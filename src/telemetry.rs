//! Tracing setup and correlation ids.
//!
//! Every HTTP request and every queue delivery runs inside a [`TraceContext`].
//! Requests reuse the caller's `x-request-id`; deliveries are tagged with the
//! queue message id, so all pages of a run can be followed in the logs.

use std::any::type_name_of_val;
use std::sync::atomic::{AtomicBool, Ordering};

use log::LevelFilter;
use thiserror::Error;
use tokio::task_local;
use tracing::{Span, info_span};
use tracing_log::LogTracer;
use tracing_subscriber::{
    EnvFilter, fmt,
    layer::Layer,
    layer::SubscriberExt,
    util::{SubscriberInitExt, TryInitError},
};
use uuid::Uuid;

use crate::config::AppConfig;

const DELIVERY_PREFIX: &str = "msg-";

/// Correlation id for one HTTP request or one queue delivery.
#[derive(Debug, Clone, PartialEq, Eq)]
pub struct TraceContext {
    pub trace_id: String,
}

impl TraceContext {
    /// Uses the caller's request id when present, otherwise a fresh uuid.
    pub fn for_request(request_id: Option<&str>) -> Self {
        let trace_id = request_id
            .map(str::trim)
            .filter(|id| !id.is_empty())
            .map(str::to_string)
            .unwrap_or_else(|| Uuid::new_v4().to_string());
        Self { trace_id }
    }

    pub fn for_delivery(message_id: Uuid) -> Self {
        Self {
            trace_id: format!("{DELIVERY_PREFIX}{message_id}"),
        }
    }

    /// Span carrying the trace id for work done on behalf of one delivery.
    pub fn delivery_span(&self, attempts: u32) -> Span {
        info_span!("delivery", trace_id = %self.trace_id, attempts)
    }
}

task_local! {
    static ACTIVE_TRACE_CONTEXT: TraceContext;
}

#[derive(Debug, Error)]
pub enum TelemetryInitError {
    #[error("failed to install log tracer bridge: {0}")]
    LogTracer(#[from] log::SetLoggerError),
    #[error("failed to install tracing subscriber: {0}")]
    Subscriber(#[from] TryInitError),
}

static TELEMETRY_INITIALIZED: AtomicBool = AtomicBool::new(false);

/// Installs the global subscriber once. `log::` records from sqlx and the
/// pool bootstrap go through the same pipeline. `RUST_LOG` overrides
/// `LOG_LEVEL`. JSON lines carry the innermost span, so worker logs include
/// the delivery's `trace_id`.
pub fn init_tracing(config: &AppConfig) -> Result<(), TelemetryInitError> {
    if TELEMETRY_INITIALIZED
        .compare_exchange(false, true, Ordering::SeqCst, Ordering::SeqCst)
        .is_err()
    {
        return Ok(());
    }

    if let Err(err) = LogTracer::builder()
        .with_max_level(LevelFilter::Trace)
        .init()
    {
        let logger_type = type_name_of_val(log::logger());
        if !logger_type.contains("LogTracer") {
            eprintln!(
                "Warning: failed to install log tracer bridge: {err}; `log::` records will not reach the subscriber"
            );
        }
    }

    let env_filter =
        EnvFilter::try_from_default_env().unwrap_or_else(|_| EnvFilter::new(&config.log_level));

    let fmt_layer = match config.log_format.as_str() {
        "pretty" => fmt::layer().pretty().boxed(),
        _ => fmt::layer()
            .json()
            .with_current_span(true)
            .with_span_list(false)
            .boxed(),
    };

    if let Err(err) = tracing_subscriber::registry()
        .with(env_filter)
        .with(fmt_layer)
        .try_init()
    {
        TELEMETRY_INITIALIZED.store(false, Ordering::SeqCst);
        eprintln!("Warning: failed to set global tracing subscriber: {err}");
    }

    Ok(())
}

/// Runs `future` with `context` visible to [`current_trace_id`].
pub async fn with_trace_context<Fut, R>(context: TraceContext, future: Fut) -> R
where
    Fut: std::future::Future<Output = R>,
{
    ACTIVE_TRACE_CONTEXT.scope(context, future).await
}

pub fn current_trace_id() -> Option<String> {
    ACTIVE_TRACE_CONTEXT
        .try_with(|ctx| ctx.trace_id.clone())
        .ok()
}
//! Pure Rust renderer, built on the `image` crate.
//!
//! ## Crate mapping
//!
//! | Step | Crate / function |
//! |---|---|
//! | Decode (JPEG, PNG, TIFF, WebP) | `image::ImageReader` |
//! | Orient | `DynamicImage::apply_orientation` from the EXIF tag |
//! | Crop | `DynamicImage::crop_imm` after [`clamp_crop`] |
//! | Resize | `DynamicImage::resize_exact` (short side) or `resize_to_fill` (square) |
//! | Encode → JPEG | `image::codecs::jpeg::JpegEncoder` |
//! | Atomic write | `tempfile::NamedTempFile::persist` |
//!
//! Crops are taken from the upright image, the same frame ImageMagick's
//! `-auto-orient` produces.
//!
//! Video sources are rejected: there is no pure Rust frame grabber in the
//! dependency stack. Use the `magick` library variant for video thumbnails.

use super::backend::{RenderError, Renderer, TEMP_PREFIX};
use super::calculations::{calculate_short_side_dimensions, clamp_crop};
use super::params::{RenderJob, Resampling};
use crate::types::SourceKind;
use image::imageops::FilterType;
use image::metadata::Orientation;
use image::{DynamicImage, ImageDecoder, ImageFormat, ImageReader};
use std::io::Write;
use std::path::Path;
use std::sync::LazyLock;

/// Extensions whose decoders are compiled in.
const PHOTO_CANDIDATES: &[(&str, ImageFormat)] = &[
    ("jpg", ImageFormat::Jpeg),
    ("jpeg", ImageFormat::Jpeg),
    ("png", ImageFormat::Png),
    ("tif", ImageFormat::Tiff),
    ("tiff", ImageFormat::Tiff),
    ("webp", ImageFormat::WebP),
];

static SUPPORTED_EXTENSIONS: LazyLock<Vec<&'static str>> = LazyLock::new(|| {
    PHOTO_CANDIDATES
        .iter()
        .filter(|(_, fmt)| fmt.reading_enabled())
        .map(|(ext, _)| *ext)
        .collect()
});

/// Returns the set of photo file extensions that have working decoders compiled in.
pub fn supported_input_extensions() -> &'static [&'static str] {
    &SUPPORTED_EXTENSIONS
}

/// Pure Rust renderer using the `image` crate ecosystem.
///
/// See the [module docs](self) for the crate-to-step mapping.
pub struct RustRenderer;

impl RustRenderer {
    pub fn new() -> Self {
        Self
    }
}

impl Default for RustRenderer {
    fn default() -> Self {
        Self::new()
    }
}

fn filter_for(resampling: Resampling) -> FilterType {
    match resampling {
        Resampling::Lanczos3 => FilterType::Lanczos3,
        Resampling::Triangle => FilterType::Triangle,
    }
}

/// Load and decode an image from disk, rotated upright per its EXIF tag.
fn load_image(path: &Path) -> Result<DynamicImage, RenderError> {
    let unreadable = |reason: String| RenderError::SourceUnreadable {
        path: path.to_path_buf(),
        reason,
    };
    let mut decoder = ImageReader::open(path)
        .map_err(|e| unreadable(e.to_string()))?
        .with_guessed_format()?
        .into_decoder()
        .map_err(|e| unreadable(e.to_string()))?;
    let orientation = decoder.orientation().unwrap_or(Orientation::NoTransforms);
    let mut img = DynamicImage::from_decoder(decoder).map_err(|e| unreadable(e.to_string()))?;
    img.apply_orientation(orientation);
    Ok(img)
}

/// Encode as JPEG into a temp file beside `path`, then rename into place.
fn save_jpeg(img: &DynamicImage, path: &Path, quality: u32) -> Result<(), RenderError> {
    let dir = path
        .parent()
        .filter(|p| !p.as_os_str().is_empty())
        .unwrap_or(Path::new("."));
    std::fs::create_dir_all(dir)?;

    let mut encoded = Vec::new();
    let encoder = image::codecs::jpeg::JpegEncoder::new_with_quality(&mut encoded, quality as u8);
    // JPEG has no alpha channel
    DynamicImage::ImageRgb8(img.to_rgb8())
        .write_with_encoder(encoder)
        .map_err(|e| RenderError::ProcessingFailed(format!("JPEG encode failed: {}", e)))?;

    let mut tmp = tempfile::Builder::new()
        .prefix(TEMP_PREFIX)
        .suffix(".jpg")
        .tempfile_in(dir)?;
    tmp.write_all(&encoded)?;
    tmp.as_file().sync_all()?;
    tmp.persist(path).map_err(|e| RenderError::Io(e.error))?;
    Ok(())
}

impl Renderer for RustRenderer {
    fn render(&self, job: &RenderJob) -> Result<(), RenderError> {
        if job.source_kind == SourceKind::Video {
            return Err(RenderError::Unsupported(format!(
                "video thumbnails need the magick renderer: {}",
                job.source.display()
            )));
        }

        let policy = job.encode_policy();
        let filter = filter_for(policy.resampling);
        let mut img = load_image(&job.source)?;

        if let Some(crop) = job.crop {
            let crop = clamp_crop(crop, (img.width(), img.height()));
            if crop.width == 0 || crop.height == 0 {
                return Err(RenderError::ProcessingFailed(format!(
                    "crop is empty after clamping to {}x{}",
                    img.width(),
                    img.height()
                )));
            }
            img = img.crop_imm(crop.left, crop.top, crop.width, crop.height);
        }

        let resized = if job.make_square {
            img.resize_to_fill(job.size, job.size, filter)
        } else {
            let (w, h) = calculate_short_side_dimensions((img.width(), img.height()), job.size);
            img.resize_exact(w, h, filter)
        };

        save_jpeg(&resized, &job.output, policy.quality.value())
    }
}
//! Bounded execution of render jobs.
//!
//! The orchestrator hands a [`RenderJob`] to a [`JobExecutor`] and blocks on
//! the returned [`JobHandle`]. Two strategies implement the trait:
//!
//! | Strategy | Runs jobs on | Picked when |
//! |---|---|---|
//! | [`WorkerPoolExecutor`] | long-lived named worker threads | threading on, `image` renderer |
//! | [`BoundedExecutor`] | a dedicated rayon pool, one runner per slot | otherwise |
//!
//! Both admit at most `capacity` renders at once and start queued jobs in
//! submission order. Completion order is unspecified. A failing or panicking
//! render only ever resolves its own handle with an error.

pub mod bounded;
pub mod worker_pool;

use crate::config::{EngineConfig, ImageLibrary, effective_concurrency};
use crate::imaging::{RenderError, RenderJob, Renderer};
use std::any::Any;
use std::sync::Arc;
use std::sync::mpsc::{self, Receiver, Sender, TryRecvError};
use thiserror::Error;
use tracing::debug;

pub use bounded::BoundedExecutor;
pub use worker_pool::WorkerPoolExecutor;

#[derive(Error, Debug)]
pub enum ExecutorError {
    #[error("Render failed: {0}")]
    Render(#[from] RenderError),
    #[error("Renderer panicked: {0}")]
    Panicked(String),
    #[error("Worker crashed: {0}")]
    WorkerCrashed(String),
    #[error("No worker available to run the job")]
    WorkerUnavailable,
    #[error("Executor dropped the job without a result")]
    Disconnected,
    #[error("Failed to start executor: {0}")]
    Pool(String),
}

pub type JobResult = Result<(), ExecutorError>;

/// Accepts render jobs and runs them with bounded concurrency.
pub trait JobExecutor: Send + Sync {
    /// Queue a job. Never blocks and never rejects; errors arrive on the handle.
    fn submit(&self, job: RenderJob) -> JobHandle;

    /// Maximum number of renders in flight.
    fn capacity(&self) -> usize;
}

/// Completion side of a submitted job.
#[derive(Debug)]
pub struct JobHandle {
    rx: Receiver<JobResult>,
}

impl JobHandle {
    /// A handle that is already resolved with `result`.
    pub fn resolved(result: JobResult) -> Self {
        let (done, handle) = completion_pair();
        done.complete(result);
        handle
    }

    /// Block until the job finishes.
    pub fn wait(self) -> JobResult {
        self.rx.recv().unwrap_or(Err(ExecutorError::Disconnected))
    }

    /// Non-blocking poll. Returns `None` while the job is still pending.
    ///
    /// The result is handed out once; polling again after that reports
    /// [`ExecutorError::Disconnected`].
    pub fn try_wait(&self) -> Option<JobResult> {
        match self.rx.try_recv() {
            Ok(result) => Some(result),
            Err(TryRecvError::Empty) => None,
            Err(TryRecvError::Disconnected) => Some(Err(ExecutorError::Disconnected)),
        }
    }
}

/// Sending half paired with a [`JobHandle`].
pub(crate) struct Completion {
    tx: Sender<JobResult>,
}

impl Completion {
    pub(crate) fn complete(self, result: JobResult) {
        // The caller may have dropped its handle
        let _ = self.tx.send(result);
    }
}

pub(crate) fn completion_pair() -> (Completion, JobHandle) {
    let (tx, rx) = mpsc::channel();
    (Completion { tx }, JobHandle { rx })
}

/// Best-effort text of a panic payload.
pub(crate) fn panic_message(payload: &(dyn Any + Send)) -> String {
    if let Some(s) = payload.downcast_ref::<&str>() {
        (*s).to_string()
    } else if let Some(s) = payload.downcast_ref::<String>() {
        s.clone()
    } else {
        "non-string panic payload".to_string()
    }
}

#[derive(Debug, Clone, Copy, PartialEq, Eq)]
pub enum Strategy {
    WorkerPool,
    Bounded,
}

/// Dedicated workers only pay off for the in-process renderer; ImageMagick
/// already parallelises each render internally.
pub fn select_strategy(config: &EngineConfig) -> Strategy {
    if config.threading.enabled && config.processing.library == ImageLibrary::Image {
        Strategy::WorkerPool
    } else {
        Strategy::Bounded
    }
}

/// Build the executor the config calls for, sized by [`effective_concurrency`].
pub fn build_executor(
    config: &EngineConfig,
    renderer: Arc<dyn Renderer>,
) -> Result<Box<dyn JobExecutor>, ExecutorError> {
    let capacity = effective_concurrency(&config.threading);
    let strategy = select_strategy(config);
    debug!(?strategy, capacity, "building executor");

    Ok(match strategy {
        Strategy::WorkerPool => Box::new(WorkerPoolExecutor::new(capacity, renderer)?),
        Strategy::Bounded => Box::new(BoundedExecutor::new(capacity, renderer)?),
    })
}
■ ■ ■
Read through the entries above, and wherever a line holds the string "JobResult", copy it.

** Final answer **
pub type JobResult = Result<(), ExecutorError>;
    rx: Receiver<JobResult>,
    pub fn resolved(result: JobResult) -> Self {
    pub fn wait(self) -> JobResult {
    pub fn try_wait(&self) -> Option<JobResult> {
    tx: Sender<JobResult>,
    pub(crate) fn complete(self, result: JobResult) {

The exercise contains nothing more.